Роль цвета как маркера социальных различий четко прослеживается в литературных произведениях, и в итоге возникает своего рода код. Этим кодом, возможно, и пользовался Мольер, иногда намеками, иногда напрямую. Так, в «Дон Кихоте» Сервантеса главный герой, гораздо более безрассудный и экстравагантный, чем Альцест, носит старинные рыцарские доспехи, разные части которых соединены зелеными лентами; помимо того что эти ленты выглядят нелепо, их еще и невозможно развязать; и Рыцарю печального образа приходится ночевать в трактире в полном рыцарском вооружении.

Каждая из этих гипотез по-своему обоснована, они не исключают, а, наоборот, подкрепляют друг друга, превращая мизантропа с зелеными бантами в забавного и трогательного чудака. Но есть одна версия, которая мне кажется малоправдоподобной, хотя ее выдвигают достаточно часто: зеленый, говорят ее сторонники, был любимым цветом Мольера. Стены нескольких комнат его парижской квартиры будто бы были обтянуты зелеными обоями, а обе его спутницы жизни, Мадлен Бежар, затем Арманда Бежар, носили зеленые платья. Мольер, игравший Журдена, господина де Пурсоньяка, Сганареля и Аргана, будто бы сам выбрал для этих ролей зеленый костюм. И даже умер в таком костюме, когда 17 февраля 1673 года играл Аргана в «Мнимом больном». Пусть так. Но достаточно ли этого, чтобы объяснить зеленые банты Альцеста, быстро ставшие эмблематическими для конкретной роли, конкретной пьесы, конкретного цвета? Я так не думаю, но, разумеется, не могу считать мою точку зрения единственно верной, поскольку в данном случае все мы имеем дело не с фактами, а лишь с предположениями.

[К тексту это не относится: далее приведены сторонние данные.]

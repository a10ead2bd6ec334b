use crate::index::{Accumulate, IndexError};

/// Default number of slots.
pub const DEFAULT_HASH_CAPACITY: usize = 100;

#[derive(Debug, Clone, Copy, PartialEq, Eq)]
struct HashEntry {
    key: i32,
    value: i32,
}

/// Fixed-capacity open-addressed hash table from key to accumulated value.
///
/// Inserts probe quadratically from `key mod capacity`; lookups probe
/// linearly and stop at the first never-used slot. The two sequences agree
/// for the first two probes only, so a key displaced further by collisions
/// can be missed by `get` while `iter` and `range_query` still see it.
#[derive(Debug, Clone)]
pub struct HashIndex {
    slots: Vec<Option<HashEntry>>,
    len: usize,
}

impl HashIndex {
    pub fn new(capacity: usize) -> Result<Self, IndexError> {
        if capacity == 0 {
            return Err(IndexError::ZeroCapacity);
        }
        Ok(Self {
            slots: vec![None; capacity],
            len: 0,
        })
    }

    pub fn capacity(&self) -> usize {
        self.slots.len()
    }

    pub fn len(&self) -> usize {
        self.len
    }

    pub fn is_empty(&self) -> bool {
        self.len == 0
    }

    fn home(&self, key: i32) -> usize {
        (key as i64).rem_euclid(self.capacity() as i64) as usize
    }

    /// Insert `key`, or add `value` to its stored value if present.
    pub fn insert_or_update(&mut self, key: i32, value: i32) -> Result<(), IndexError> {
        let capacity = self.capacity();
        let start = self.home(key);
        let mut index = start;
        let mut attempt = 0usize;

        loop {
            match &mut self.slots[index] {
                slot @ None => {
                    *slot = Some(HashEntry { key, value });
                    self.len += 1;
                    return Ok(());
                }
                Some(entry) if entry.key == key => {
                    entry.value.accumulate(value);
                    return Ok(());
                }
                Some(_) => {}
            }

            attempt += 1;
            index = (start + (attempt * attempt) % capacity) % capacity;
            if index == start {
                return Err(IndexError::Full {
                    key: key as i64,
                    capacity,
                });
            }
        }
    }

    pub fn get(&self, key: i32) -> Option<i32> {
        let start = self.home(key);
        let mut index = start;

        loop {
            match self.slots[index] {
                Some(entry) if entry.key == key => return Some(entry.value),
                Some(_) => {}
                None => return None,
            }
            index = (index + 1) % self.capacity();
            if index == start {
                return None;
            }
        }
    }

    /// Values of every key in `[lower, upper]`, in slot order. This is a full
    /// table scan.
    pub fn range_query(&self, lower: i32, upper: i32) -> Vec<i32> {
        self.iter()
            .filter(|(key, _)| (lower..=upper).contains(key))
            .map(|(_, value)| value)
            .collect()
    }

    /// All `(key, value)` pairs in slot order.
    pub fn iter(&self) -> impl Iterator<Item = (i32, i32)> + '_ {
        self.slots
            .iter()
            .flatten()
            .map(|entry| (entry.key, entry.value))
    }
}

impl Default for HashIndex {
    fn default() -> Self {
        Self {
            slots: vec![None; DEFAULT_HASH_CAPACITY],
            len: 0,
        }
    }
}

#[cfg(test)]
mod tests {
    use super::*;

    #[test]
    fn test_insert_and_get() -> Result<(), IndexError> {
        let mut index = HashIndex::default();
        index.insert_or_update(7, 70)?;
        index.insert_or_update(42, 420)?;

        assert_eq!(index.get(7), Some(70));
        assert_eq!(index.get(42), Some(420));
        assert_eq!(index.get(8), None);
        assert_eq!(index.len(), 2);
        Ok(())
    }

    #[test]
    fn test_accumulates_values() -> Result<(), IndexError> {
        let mut index = HashIndex::default();
        index.insert_or_update(5, 10)?;
        index.insert_or_update(5, 32)?;

        assert_eq!(index.get(5), Some(42));
        assert_eq!(index.len(), 1);
        Ok(())
    }

    #[test]
    fn test_collision_uses_next_probe() -> Result<(), IndexError> {
        let mut index = HashIndex::new(10)?;
        // 3, 13 and 23 share home slot 3
        index.insert_or_update(3, 1)?;
        index.insert_or_update(13, 2)?;
        index.insert_or_update(13, 2)?;

        assert_eq!(index.get(3), Some(1));
        assert_eq!(index.get(13), Some(4));
        assert_eq!(index.get(23), None);
        Ok(())
    }

    #[test]
    fn test_negative_keys() -> Result<(), IndexError> {
        let mut index = HashIndex::new(10)?;
        index.insert_or_update(-1, 5)?;
        index.insert_or_update(-11, 6)?;

        assert_eq!(index.get(-1), Some(5));
        assert_eq!(index.get(-11), Some(6));
        Ok(())
    }

    #[test]
    fn test_table_full() -> Result<(), IndexError> {
        let mut index = HashIndex::new(4)?;
        for key in 0..4 {
            index.insert_or_update(key, 1)?;
        }

        assert_eq!(
            index.insert_or_update(100, 1),
            Err(IndexError::Full {
                key: 100,
                capacity: 4
            })
        );
        // Existing keys still update
        index.insert_or_update(2, 1)?;
        assert_eq!(index.get(2), Some(2));
        assert_eq!(index.len(), 4);
        Ok(())
    }

    #[test]
    fn test_quadratic_probe_can_report_full_early() -> Result<(), IndexError> {
        // With capacity 5 the probe sequence from slot 0 only visits {0, 1, 4}
        let mut index = HashIndex::new(5)?;
        index.insert_or_update(0, 1)?;
        index.insert_or_update(1, 1)?;
        index.insert_or_update(4, 1)?;

        assert!(index.insert_or_update(5, 1).is_err());
        assert_eq!(index.len(), 3);
        Ok(())
    }

    #[test]
    fn test_range_query() -> Result<(), IndexError> {
        let mut index = HashIndex::default();
        for key in 0..10 {
            index.insert_or_update(key, key * 100)?;
        }

        let mut values = index.range_query(2, 5);
        values.sort();
        assert_eq!(values, vec![200, 300, 400, 500]);
        assert!(index.range_query(50, 60).is_empty());
        Ok(())
    }

    #[test]
    fn test_zero_capacity_rejected() {
        assert_eq!(HashIndex::new(0).unwrap_err(), IndexError::ZeroCapacity);
        assert_eq!(HashIndex::default().capacity(), DEFAULT_HASH_CAPACITY);
    }
}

Сегодня нам трудно назвать причины, определявшие в прошлом выбор одежды того или иного цвета, и это относится не только к театру и литературе, но также к произведениям изобразительного искусства. И даже к общественной жизни, к одежде, которую носили реальные люди. Долгое время историки не проявляли должного внимания к костюму и связанным с ним обычаям и традициям. Они относили эту область к «истории быта», которой, по их мнению, могли заниматься лишь дилетанты, либо ограничивались археологическим изучением форм и фасонов, а цвета полностью игнорировали. К счастью, вот уже несколько десятилетий, как история костюма, под влиянием социологии и антропологии, превратилась в настоящую историческую дисциплину, определившую для себя новую проблематику, выработавшую новые методы и рассматривающую традиции и обычаи в одежде как немаловажный аспект истории общества. Это, безусловно, отрадный факт. Остается только пожелать, чтобы в будущем историки больше не оставляли проблемы цвета в стороне. При всем богатстве документального материала и важной роли цвета во всех социальных кодах количество работ на эту тему остается несоизмеримо малым. Это касается исследований, посвященных не только XVII веку, но и любой другой эпохе.

 

Суеверия и сказки

 

Давайте пока останемся в театре и поговорим о страхе, который вызывает у сегодняшних актеров зеленый цвет. Он здесь под запретом: служители Мельпомены не только отказываются надевать зеленые костюмы, но и требуют, чтобы на сцене не было ничего зеленого, ни драпировок, ни мебели, ни мелких предметов; если не изгнать зеленый, он принесет несчастье всему и всем – спектаклю, пьесе, актерам. Не забывайте, зеленый цвет когда-то сгубил самого Мольера!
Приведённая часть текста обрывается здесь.